Pasangan tunggal dalam pemilihan bupati Ciamis menjadi topik yang sangat hangat di kalangan masyarakat. Herdiat Sunarya dan Yana D. Putra salah satu kandidat calon pasangan yang diusung oleh 17 partai politik dengan menghadapi kotak kosong sebagai lawan. Kotak kosong ini menjadi cara bagaimana hak rakyat terhadap ketidakpuasan dari salah satu kandidat yang ada. Terbatasnya pilihan dari fenomena pasangan tunggal ini dapat mempengaruhi pastisipasi rakyat dalam menyuarakan suaranya. Dan fenomena ini dapat mengikis kepercayaan terhadap demokrasi. Masyarakat hanya diberi dua opsi, dengan memilih salah satu kandidat atau memilih kotak kosong sebagai rasa ketidakpuasaan terhadap kandidat yang ada.
Kotak kosong
Gerakan masyarakat untuk memenangkan kotak kosong merupakan salah bentuk protes terhadap pasangan kandidat pasangan tunggal. Fenomena munculnya pasangan tunggal ini juga menjadi salah satu suasana yang berbeda dengan pemilihan pada umumnya. Biasanya para kandidat akan beradu gagasan dan ide demi menarik simpati rakyat, namun, dengan munculnya pasangan tunggal ini merubah suasana dalam pemilihan. Demokrasi tetap berjalan meskipun muncul pasangan calon tunggal, dimana masyarakat bisa memilih kotak kosong sebagai rasa tidak percaya terhadap pasangan yang ada.

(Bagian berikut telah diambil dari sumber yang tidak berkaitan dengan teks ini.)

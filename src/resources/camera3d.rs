//! Shared 3D camera resource.
//!
//! Wraps raylib's [`Camera3D`] so the render system and billboard drawing
//! agree on one view.

use bevy_ecs::prelude::Resource;
use raylib::prelude::{Camera3D, Vector3};

/// ECS resource that holds the active 3D camera parameters.
#[derive(Resource)]
pub struct Camera3DRes(pub Camera3D);

impl Default for Camera3DRes {
    /// Looking down at the launch field from above and in front.
    fn default() -> Self {
        Self(Camera3D::perspective(
            Vector3::new(0.0, 600.0, 600.0),
            Vector3::new(0.0, 150.0, 0.0),
            Vector3::new(0.0, 1.0, 0.0),
            45.0,
        ))
    }
}
//! Color themes shared by rockets and the particles of their burst.
//!
//! A [`Palette`] is a small fixed table of [`Theme`]s addressed by
//! [`ThemeId`]. Simulation entities only ever carry the id and a copy of the
//! tint; the render host resolves the id to whatever texture it preloaded for
//! that slot.

use fastrand::Rng;
use raylib::prelude::Color;

use crate::error::SimError;

/// Index of a theme inside the [`Palette`]. Opaque to the simulation.
#[derive(Clone, Copy, Debug, Default, PartialEq, Eq, Hash, PartialOrd, Ord)]
pub struct ThemeId(pub usize);

/// A named color theme.
#[derive(Clone, Debug, PartialEq)]
pub struct Theme {
    pub name: String,
    pub tint: Color,
}

impl Theme {
    /// Create a new theme with the given RGB tint (fully opaque).
    pub fn new(name: impl Into<String>, r: u8, g: u8, b: u8) -> Self {
        Self {
            name: name.into(),
            tint: Color::new(r, g, b, 255),
        }
    }
}

/// Fixed, non-empty list of themes a burst can be drawn from.
#[derive(Clone, Debug)]
pub struct Palette {
    themes: Vec<Theme>,
}

impl Palette {
    /// Build a palette. Fails if `themes` is empty.
    pub fn new(themes: Vec<Theme>) -> Result<Self, SimError> {
        if themes.is_empty() {
            return Err(SimError::EmptyPalette);
        }
        Ok(Self { themes })
    }

    pub fn len(&self) -> usize {
        self.themes.len()
    }

    /// Always false: construction rejects empty palettes.
    pub fn is_empty(&self) -> bool {
        self.themes.is_empty()
    }

    pub fn get(&self, id: ThemeId) -> Option<&Theme> {
        self.themes.get(id.0)
    }

    /// Tint for `id`, or white if the id is out of range.
    pub fn tint(&self, id: ThemeId) -> Color {
        self.get(id).map(|t| t.tint).unwrap_or(Color::WHITE)
    }

    /// Iterate `(id, theme)` pairs in palette order.
    pub fn iter(&self) -> impl Iterator<Item = (ThemeId, &Theme)> {
        self.themes.iter().enumerate().map(|(i, t)| (ThemeId(i), t))
    }

    /// Pick a theme uniformly at random.
    pub fn random(&self, rng: &mut Rng) -> ThemeId {
        ThemeId(rng.usize(0..self.themes.len()))
    }
}

impl Default for Palette {
    /// Colors of the usual pyrotechnic salts.
    fn default() -> Self {
        Self {
            themes: vec![
                Theme::new("strontium", 255, 40, 40),
                Theme::new("sodium", 255, 215, 0),
                Theme::new("barium", 40, 255, 110),
                Theme::new("copper", 70, 130, 255),
                Theme::new("potassium", 185, 60, 255),
                Theme::new("titanium", 255, 255, 255),
            ],
        }
    }
}

/// Scale the alpha channel of `color` by `factor` (clamped to `[0, 1]`).
pub fn fade(color: Color, factor: f32) -> Color {
    let factor = factor.clamp(0.0, 1.0);
    Color::new(
        color.r,
        color.g,
        color.b,
        (color.a as f32 * factor).round() as u8,
    )
}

Dari fenomena ini perlu upaya dari partai politik dalam mendorong kaderisasi yang baik sehingga dapat mendorong dan menciptakan kandidat untuk berkompetisi. Tanpa adanya gerakan yang lebih baik, maka kondisi demokrasi akan terus terancam. Fenomena yang terjadi dalam pemiihan bupati di Ciamis yaitu adanya pasangan tunggal merupakan dinamika politik yang kompleks. Kondisi ini tidak hanya berpengaruh dalam administratif, melainkan representasi fundamental dari krisis demokrasi lokal yang menjadikan perhatian serius dari berbagai golongan Masyarakat.
Fenomena pasangan tunggal ini ternyata berhubungan dengan sistem demokrasi. Di mana harusnya demokrasi berjalan dengan prinsip dan partisipasi rakyat, keberadaan pasangan ini melemahkan beberapa aspek tersebut. Ketika ruang kompetisi politik terbelenggu oleh mekanisme yang tidak responsif, esensi dari demokrasi ini kehilangan maknanya.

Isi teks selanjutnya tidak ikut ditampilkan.